Given records:
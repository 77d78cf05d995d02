// Pattern 3: Observer Pattern - Weather Station Notifications
// Demonstrates a subject notifying registered observers synchronously,
// in registration order.

use colored::Colorize;
use std::sync::{Arc, Mutex};

// ============================================================================
// Example: Observers
// ============================================================================

trait WeatherObserver {
    fn update(&mut self, temperature: f32);
}

struct CurrentConditionsDisplay;

impl WeatherObserver for CurrentConditionsDisplay {
    fn update(&mut self, temperature: f32) {
        println!("Current conditions: {:.1}F degrees", temperature);
    }
}

struct StatisticsDisplay {
    max_temp: f32,
    min_temp: f32,
    temp_sum: f32,
    num_readings: u32,
}

impl StatisticsDisplay {
    fn new() -> Self {
        // Sentinel bounds assume readings stay inside (0, 200)
        Self {
            max_temp: 0.0,
            min_temp: 200.0,
            temp_sum: 0.0,
            num_readings: 0,
        }
    }

    fn display(&self) {
        println!(
            "Avg/Max/Min temperature = {:.1}/{:.1}/{:.1}",
            self.temp_sum / self.num_readings as f32,
            self.max_temp,
            self.min_temp
        );
    }
}

impl WeatherObserver for StatisticsDisplay {
    fn update(&mut self, temperature: f32) {
        self.temp_sum += temperature;
        self.num_readings += 1;
        if temperature > self.max_temp {
            self.max_temp = temperature;
        }
        if temperature < self.min_temp {
            self.min_temp = temperature;
        }
        self.display();
    }
}

// ============================================================================
// Example: Weather Station Subject
// ============================================================================

struct WeatherStation {
    temperature: f32,
    observers: Vec<Arc<Mutex<dyn WeatherObserver + Send>>>,
}

impl WeatherStation {
    fn new() -> Self {
        Self {
            temperature: 0.0,
            observers: Vec::new(),
        }
    }

    fn register_observer(&mut self, observer: Arc<Mutex<dyn WeatherObserver + Send>>) {
        self.observers.push(observer);
    }

    fn remove_observer(&mut self, observer: &Arc<Mutex<dyn WeatherObserver + Send>>) {
        self.observers.retain(|o| !Arc::ptr_eq(o, observer));
    }

    fn set_temperature(&mut self, temperature: f32) {
        self.temperature = temperature;
        self.notify_observers();
    }

    fn notify_observers(&self) {
        for observer in &self.observers {
            observer.lock().unwrap().update(self.temperature);
        }
    }
}

fn observer_example() {
    let mut station = WeatherStation::new();

    let current_display: Arc<Mutex<dyn WeatherObserver + Send>> =
        Arc::new(Mutex::new(CurrentConditionsDisplay));
    let statistics_display: Arc<Mutex<dyn WeatherObserver + Send>> =
        Arc::new(Mutex::new(StatisticsDisplay::new()));

    station.register_observer(current_display);
    station.register_observer(statistics_display);

    station.set_temperature(80.0);
    station.set_temperature(82.0);
    station.set_temperature(78.0);
}

fn removal_example() {
    let mut station = WeatherStation::new();

    let current_display: Arc<Mutex<dyn WeatherObserver + Send>> =
        Arc::new(Mutex::new(CurrentConditionsDisplay));
    let statistics_display: Arc<Mutex<dyn WeatherObserver + Send>> =
        Arc::new(Mutex::new(StatisticsDisplay::new()));

    station.register_observer(current_display.clone());
    station.register_observer(statistics_display);

    station.set_temperature(80.0);

    // Removal takes effect before the next notification round
    station.remove_observer(&current_display);
    station.set_temperature(84.0);
}

// ============================================================================
// Tests
// ============================================================================


fn main() {
    println!("{}", "Pattern 3: Observer Pattern".bold());
    println!("===============================\n");

    println!("=== Weather Station Notifications ===");
    observer_example();
    println!();

    println!("=== Removing an Observer ===");
    removal_example();
}
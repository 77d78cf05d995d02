// Design Patterns Demo Catalog
// This crate demonstrates three classic object-oriented design patterns.

pub mod examples {
    //! # Design Patterns Quick Reference
    //!
    //! This crate provides runnable examples for:
    //!
    //! ## Pattern 1: Singleton Pattern
    //! - Process-wide `DatabaseConnection` handle (`OnceLock`)
    //!
    //! ## Pattern 2: Decorator Pattern
    //! - Composable coffee pricing (trait objects, `Box<dyn Coffee>`)
    //!
    //! ## Pattern 3: Observer Pattern
    //! - Weather station notifications (trait objects, `Arc<Mutex<..>>`)
    //!
    //! Run individual examples with:
    //! ```bash
    //! cargo run --bin p1_singleton
    //! cargo run --bin p2_decorator
    //! cargo run --bin p3_observer
    //! ```
}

What to do:
Copy each line of the listing verbatim.

Solved exercise:
repository 77d78cf05d995d02
// Pattern 3: Observer Pattern - Weather Station Notifications
// Demonstrates a subject notifying registered observers synchronously,
// in registration order.

use colored::Colorize;
use std::sync::{Arc, Mutex};

// ============================================================================
// Example: Observers
// ============================================================================

trait WeatherObserver {
    fn update(&mut self, temperature: f32);
}

struct CurrentConditionsDisplay;

impl WeatherObserver for CurrentConditionsDisplay {
    fn update(&mut self, temperature: f32) {
        println!("Current conditions: {:.1}F degrees", temperature);
    }
}

struct StatisticsDisplay {
    max_temp: f32,
    min_temp: f32,
    temp_sum: f32,
    num_readings: u32,
}

impl StatisticsDisplay {
    fn new() -> Self {
        // Sentinel bounds assume readings stay inside (0, 200)
        Self {
            max_temp: 0.0,
            min_temp: 200.0,
            temp_sum: 0.0,
            num_readings: 0,
        }
    }

    fn display(&self) {
        println!(
            "Avg/Max/Min temperature = {:.1}/{:.1}/{:.1}",
            self.temp_sum / self.num_readings as f32,
            self.max_temp,
            self.min_temp
        );
    }
}

impl WeatherObserver for StatisticsDisplay {
    fn update(&mut self, temperature: f32) {
        self.temp_sum += temperature;
        self.num_readings += 1;
        if temperature > self.max_temp {
            self.max_temp = temperature;
        }
        if temperature < self.min_temp {
            self.min_temp = temperature;
        }
        self.display();
    }
}

// ============================================================================
// Example: Weather Station Subject
// ============================================================================

struct WeatherStation {
    temperature: f32,
    observers: Vec<Arc<Mutex<dyn WeatherObserver + Send>>>,
}

impl WeatherStation {
    fn new() -> Self {
        Self {
            temperature: 0.0,
            observers: Vec::new(),
        }
    }

    fn register_observer(&mut self, observer: Arc<Mutex<dyn WeatherObserver + Send>>) {
        self.observers.push(observer);
    }

    fn remove_observer(&mut self, observer: &Arc<Mutex<dyn WeatherObserver + Send>>) {
        self.observers.retain(|o| !Arc::ptr_eq(o, observer));
    }

    fn set_temperature(&mut self, temperature: f32) {
        self.temperature = temperature;
        self.notify_observers();
    }

    fn notify_observers(&self) {
        for observer in &self.observers {
            observer.lock().unwrap().update(self.temperature);
        }
    }
}

fn observer_example() {
    let mut station = WeatherStation::new();

    let current_display: Arc<Mutex<dyn WeatherObserver + Send>> =
        Arc::new(Mutex::new(CurrentConditionsDisplay));
    let statistics_display: Arc<Mutex<dyn WeatherObserver + Send>> =
        Arc::new(Mutex::new(StatisticsDisplay::new()));

    station.register_observer(current_display);
    station.register_observer(statistics_display);

    station.set_temperature(80.0);
    station.set_temperature(82.0);
    station.set_temperature(78.0);
}

fn removal_example() {
    let mut station = WeatherStation::new();

    let current_display: Arc<Mutex<dyn WeatherObserver + Send>> =
        Arc::new(Mutex::new(CurrentConditionsDisplay));
    let statistics_display: Arc<Mutex<dyn WeatherObserver + Send>> =
        Arc::new(Mutex::new(StatisticsDisplay::new()));

    station.register_observer(current_display.clone());
    station.register_observer(statistics_display);

    station.set_temperature(80.0);

    // Removal takes effect before the next notification round
    station.remove_observer(&current_display);
    station.set_temperature(84.0);
}

// ============================================================================
// Tests
// ============================================================================


fn main() {
    println!("{}", "Pattern 3: Observer Pattern".bold());
    println!("===============================\n");

    println!("=== Weather Station Notifications ===");
    observer_example();
    println!();

    println!("=== Removing an Observer ===");
    removal_example();
}
repository 77d78cf05d995d02
// Design Patterns Demo Catalog
// This crate demonstrates three classic object-oriented design patterns.

pub mod examples {
    //! # Design Patterns Quick Reference
    //!
    //! This crate provides runnable examples for:
    //!
    //! ## Pattern 1: Singleton Pattern
    //! - Process-wide `DatabaseConnection` handle (`OnceLock`)
    //!
    //! ## Pattern 2: Decorator Pattern
    //! - Composable coffee pricing (trait objects, `Box<dyn Coffee>`)
    //!
    //! ## Pattern 3: Observer Pattern
    //! - Weather station notifications (trait objects, `Arc<Mutex<..>>`)
    //!
    //! Run individual examples with:
    //! ```bash
    //! cargo run --bin p1_singleton
    //! cargo run --bin p2_decorator
    //! cargo run --bin p3_observer
    //! ```
}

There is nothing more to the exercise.